Müzik teorisi derslerinden sonra, 2 saat kadar keman çalışmıştım Armoni'de.. Sonrasında arkadaşım Uygar'la buluştuk.. Akşam Senfoni Konserine gidecektik.. Biraz da erken buluşup zaman geçirelim istedik.. Uzun zamandır görüşemiyorduk..

Zafer Plaza'da bişeyler atıştırdıktan sonra ona giyecek bişeyler aldık.. Sonra da Kafe Keyf'te kahvelerimizi içtik.. Bu arada Kafe Keyf'in ortaklarından Onur da arkadaşlarıyla kendi odasında müzik yapıyordu..  Benim mızıkaya merak salmamın sebebidir kendisi.. Hayran kaldığım bi müzik kabiliyetine sahip ve son dinlediğimden bu yana mızıkasını oldukça ilerletmişti.. Bende yine ondan özendim, mızıkamı kutusundan çıkardım hafiften üflüyorum şimdi arada :)

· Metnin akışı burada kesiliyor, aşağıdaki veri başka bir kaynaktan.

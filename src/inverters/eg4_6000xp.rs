/* EG4-6000XP off-grid inverter driver. Same command shape as the
 * 18KPV, but this family packs its registers little-endian, so it must
 * not share the generic big-endian decode path. Input registers are
 * read in five 40-register blocks. Register table from the vendor's
 * "6kXP Modbus" document. */

use std::sync::LazyLock;

use crate::error::Error;
use crate::fields::{Endianness, Layout, Record, i16_field, u16_field, u32_field};
use crate::inverters::read_block;
use crate::modbus::RegisterReader;

static STATE_VALUES: &[(&str, &str)] = &[
    ("0", "Standby"),
    ("1", "Fault"),
    ("2", "Programming"),
    ("4", "PV connected to grid"),
    ("8", "PV charging"),
    ("12", "PV charging connected to the grid"),
    ("16", "The battery connect to the grid"),
    ("20", "(PV+ battery) connected to the grid"),
    ("32", "AC charging"),
    ("40", "(PV+AC) charging"),
    ("64", "The battery is off-grid"),
    ("96", "Off-grid + battery charging"),
    ("128", "PV off-grid"),
    ("192", "(PV+ battery) off-grid"),
    ("136", "PV charging + off-grid"),
];

static REALTIME_LAYOUT: LazyLock<Layout> = LazyLock::new(|| {
    Layout::new(vec![
        u16_field("State").at(0).values(STATE_VALUES),
        u16_field("PV1 Voltage").at(1).unit("V").multiplier(0.1),
        u16_field("PV2 Voltage").at(2).unit("V").multiplier(0.1),
        u16_field("PV3 Voltage").at(3).unit("V").multiplier(0.1),
        u16_field("Battery Voltage").at(4).unit("V").multiplier(0.1),
        u16_field("Battery Capacity").at(5).unit("%"),
        u16_field("State of Health").at(6).unit("%"),
        u16_field("PV1 Power").at(7).unit("W"),
        u16_field("PV2 Power").at(8).unit("W"),
        u16_field("PV3 Power").at(9).unit("W"),
        u16_field("Charging Power").at(10).unit("W"),
        u16_field("Discharge Power").at(11).unit("W"),
        u16_field("R-phase Utility Grid Voltage").at(12).unit("V").multiplier(0.1),
        u16_field("S-phase Utility Grid Voltage").at(13).unit("V").multiplier(0.1),
        u16_field("T-phase Utility Grid Voltage").at(14).unit("V").multiplier(0.1),
        u16_field("Utility Grid Frequency").at(15).unit("Hz").multiplier(0.01),
        u16_field("On-grid Inverter Power").at(16).unit("W"),
        u16_field("AC Charging Rectification Power").at(17).unit("W"),
        u16_field("Inverter RMS Current Output").at(18).unit("A").multiplier(0.01),
        u16_field("Power Factor").at(19).multiplier(0.001),
        u16_field("R-phase Off-grid Output Voltage").at(20).unit("V").multiplier(0.1),
        u16_field("S-phase Off-grid Output Voltage").at(21).unit("V").multiplier(0.1),
        u16_field("T-phase Off-grid Output Voltage").at(22).unit("V").multiplier(0.1),
        u16_field("Off-grid Output Frequency").at(23).unit("Hz").multiplier(0.01),
        u16_field("Off-grid Inverter Power").at(24).unit("W"),
        u16_field("Off-grid Apparent Power").at(25).unit("VA"),
        u16_field("User On-grid Power").at(26).unit("W"),
        u16_field("Grid Power Capacity").at(27).unit("W"),
        u16_field("PV1 Power Generation Today").at(28).unit("kWh").multiplier(0.1),
        u16_field("PV2 Power Generation Today").at(29).unit("kWh").multiplier(0.1),
        u16_field("PV3 Power Generation Today").at(30).unit("kWh").multiplier(0.1),
        u16_field("Today's On-grid Inverter Output Energy").at(31).unit("kWh").multiplier(0.1),
        u16_field("Today's AC Charging Rectifier Energy").at(32).unit("kWh").multiplier(0.1),
        u16_field("Energy Charge Today").at(33).unit("kWh").multiplier(0.1),
        u16_field("Energy Discharge Today").at(34).unit("kWh").multiplier(0.1),
        u16_field("Today's Off-grid Output Energy").at(35).unit("kWh").multiplier(0.1),
        u16_field("Today's Export to Grid Energy").at(36).unit("kWh").multiplier(0.1),
        u16_field("Electricity Supplied to User from the Grid Today").at(37).unit("kWh").multiplier(0.1),
        u16_field("Voltage of Bus 1").at(38).unit("V").multiplier(0.1),
        u16_field("Voltage of Bus 2").at(39).unit("V").multiplier(0.1),
        u32_field("PV1 Cumulative Power Generation").at(40).unit("kWh").multiplier(0.1),
        u32_field("PV2 Cumulative Power Generation").at(42).unit("kWh").multiplier(0.1),
        u32_field("PV3 Cumulative Power Generation").at(44).unit("kWh").multiplier(0.1),
        u32_field("Inverter Output Accumulated Power").at(46).unit("kWh").multiplier(0.1),
        u32_field("AC Charging Accumulates Rectified Power").at(48).unit("kWh").multiplier(0.1),
        u32_field("Cumulative Charge Energy").at(50).unit("kWh").multiplier(0.1),
        u32_field("Cumulative Discharge Charge Energy").at(52).unit("kWh").multiplier(0.1),
        u32_field("Cumulative Inverter Off-grid Output Energy").at(54).unit("kWh").multiplier(0.1),
        u32_field("Accumulate Export Energy").at(56).unit("kWh").multiplier(0.1),
        u32_field("Cumulative Import Energy").at(58).unit("kWh").multiplier(0.1),
        u32_field("Fault Code").at(60),
        u32_field("Warning Code").at(62),
        u16_field("Internal Temperature").at(64).unit("°C"),
        u16_field("Radiator Temperature 1").at(65).unit("°C"),
        u16_field("Radiator Temperature 2").at(66).unit("°C"),
        u16_field("Battery Temperature").at(67).unit("°C"),
        u32_field("Runtime Duration").at(69).unit("s"),
        u16_field("Auto Test Info").at(71),
        u16_field("Auto Test Limit").at(72),
        u16_field("Auto Test Default Time").at(73),
        u16_field("Auto Test Trip Value").at(74),
        u16_field("Auto Test Trip Time").at(75),
        u16_field("AC Input Type").at(77),
        u16_field("Battery Type and Brand").at(80),
        u16_field("Max Charging Current (BMS)").at(81).unit("A").multiplier(0.01),
        u16_field("Max Discharging Current (BMS)").at(82).unit("A").multiplier(0.01),
        u16_field("Recommended Charging Voltage (BMS)").at(83).unit("V").multiplier(0.1),
        u16_field("Recommended Discharging Cut-off Voltage (BMS)").at(84).unit("V").multiplier(0.1),
        u16_field("BMS Status Information 0").at(85),
        u16_field("BMS Status Information 1").at(86),
        u16_field("BMS Status Information 2").at(87),
        u16_field("BMS Status Information 3").at(88),
        u16_field("BMS Status Information 4").at(89),
        u16_field("BMS Status Information 5").at(90),
        u16_field("BMS Status Information 6").at(91),
        u16_field("BMS Status Information 7").at(92),
        u16_field("BMS Status Information 8").at(93),
        u16_field("BMS Status Information 9").at(94),
        u16_field("Inverter Aggregates Lithium Battery Status").at(95),
        u16_field("Number of Batteries in Parallel").at(96),
        u16_field("Battery Capacity (Ah)").at(97).unit("Ah"),
        i16_field("Battery Current (BMS)").at(98).unit("A").multiplier(0.01),
        u16_field("BMS Fault Code").at(99),
        u16_field("BMS Warning Code").at(100),
        u16_field("Max Cell Voltage (BMS)").at(101).unit("V").multiplier(0.001),
        u16_field("Min Cell Voltage (BMS)").at(102).unit("V").multiplier(0.001),
        i16_field("Max Cell Temperature (BMS)").at(103).unit("°C").multiplier(0.1),
        i16_field("Min Cell Temperature (BMS)").at(104).unit("°C").multiplier(0.1),
        u16_field("BMS Firmware Update State").at(105),
        u16_field("BMS Cycle Count").at(106),
        u16_field("Inverter Samples the Battery Voltage").at(107).unit("V").multiplier(0.1),
        u16_field("Parallel Info").at(113),
        u16_field("Load Power of the 12k Inverter").at(114).unit("W"),
        u16_field("Half BUS Voltage").at(120).unit("V").multiplier(0.1),
        u16_field("Generator Voltage").at(121).unit("V").multiplier(0.1),
        u16_field("Generator Frequency").at(122).unit("Hz").multiplier(0.01),
        u16_field("Generator Power").at(123).unit("W"),
        u16_field("Energy of Generator Today").at(124).unit("kWh").multiplier(0.1),
        u32_field("Total Generator Energy").at(125).unit("kWh").multiplier(0.1),
        u16_field("Voltage of EPS L1N").at(127).unit("V").multiplier(0.1),
        u16_field("Voltage of EPS L2N").at(128).unit("V").multiplier(0.1),
        u16_field("Active Power of EPS L1N").at(129).unit("W"),
        u16_field("Active Power of EPS L2N").at(130).unit("W"),
        u16_field("Apparent Power of EPS L1N").at(131).unit("VA"),
        u16_field("Apparent Power of EPS L2N").at(132).unit("VA"),
        u16_field("Daily Energy of EPSL1N").at(133).unit("kWh").multiplier(0.1),
        u16_field("Daily Energy of EPSL2N").at(134).unit("kWh").multiplier(0.1),
        u32_field("Total EPSL1N Energy").at(135).unit("kWh").multiplier(0.1),
        u32_field("Total EPSL2N Energy").at(137).unit("kWh").multiplier(0.1),
        u16_field("AFCI Current CH1").at(140).unit("mA"),
        u16_field("AFCI Current CH2").at(141).unit("mA"),
        u16_field("AFCI Current CH3").at(142).unit("mA"),
        u16_field("AFCI Current CH4").at(143).unit("mA"),
        u16_field("AFCI Flag").at(144),
        u16_field("AFCI Arc CH1").at(145),
        u16_field("AFCI Arc CH2").at(146),
        u16_field("AFCI Arc CH3").at(147),
        u16_field("AFCI Arc CH4").at(148),
        u16_field("AFCI Max Arc CH1").at(149),
        u16_field("AFCI Max Arc CH2").at(150),
        u16_field("AFCI Max Arc CH3").at(151),
        u16_field("AFCI Max Arc CH4").at(152),
        u16_field("AC Coupled Inverter Power").at(153).unit("W"),
        u16_field("Pload").at(170).unit("W"),
        u16_field("Eload Day").at(171).unit("kWh").multiplier(0.1),
        u32_field("Eload All").at(172).unit("kWh").multiplier(0.1),
        u16_field("Switch State").at(174),
        u16_field("On-grid Inverter Power (S-phase)").at(180).unit("W"),
        u16_field("On-grid Inverter Power (T-phase)").at(181).unit("W"),
        u16_field("Charging Rectification Power (S-phase)").at(182).unit("W"),
        u16_field("Charging Rectification Power (T-phase)").at(183).unit("W"),
        u16_field("User On-grid Power (S-phase)").at(184).unit("W"),
        u16_field("User On-grid Power (T-phase)").at(185).unit("W"),
        u16_field("Grid Supply Power (S-phase)").at(186).unit("W"),
        u16_field("Grid Supply Power (T-phase)").at(187).unit("W"),
        u16_field("Generator Power (S-phase)").at(188).unit("W"),
        u16_field("Generator Power (T-phase)").at(189).unit("W"),
        u16_field("Inverter RMS Current (S-phase)").at(190).unit("A").multiplier(0.01),
        u16_field("Inverter RMS Current (T-phase)").at(191).unit("A").multiplier(0.01),
        u16_field("Power Factor (S-phase)").at(192).multiplier(0.001),
        u16_field("Power Factor (T-phase)").at(193).multiplier(0.001),
    ])
});

const BLOCKS: &[(u16, u8)] = &[(0, 40), (40, 40), (80, 40), (120, 40), (160, 40)];

pub async fn read_realtime_data(reader: &dyn RegisterReader, id: u8) -> Result<Record, Error> {
    let mut data = Vec::with_capacity(BLOCKS.len());
    for (start, count) in BLOCKS {
        data.push(read_block(reader, id, *start, *count, true).await?);
    }
    let blocks: Vec<(u16, &[u8])> = BLOCKS
        .iter()
        .zip(data.iter())
        .map(|((start, _), bytes)| (*start, bytes.as_slice()))
        .collect();
    REALTIME_LAYOUT
        .decode_blocks(&blocks, Endianness::Little)
        .map_err(Error::from)
}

Konser saatinin yaklaşmasıyla birlikte akşam yemeğimizi yemek üzere Kent Meydanı'na geçtik.. Yemeğimizi yedikten sonra Merinos AKKM'de gerçekleşecek konser için hızlı adımlarla alana yol aldık.. Yağmur hala yağmaya devam ediyordu.. İkimizin de elleri doluydu..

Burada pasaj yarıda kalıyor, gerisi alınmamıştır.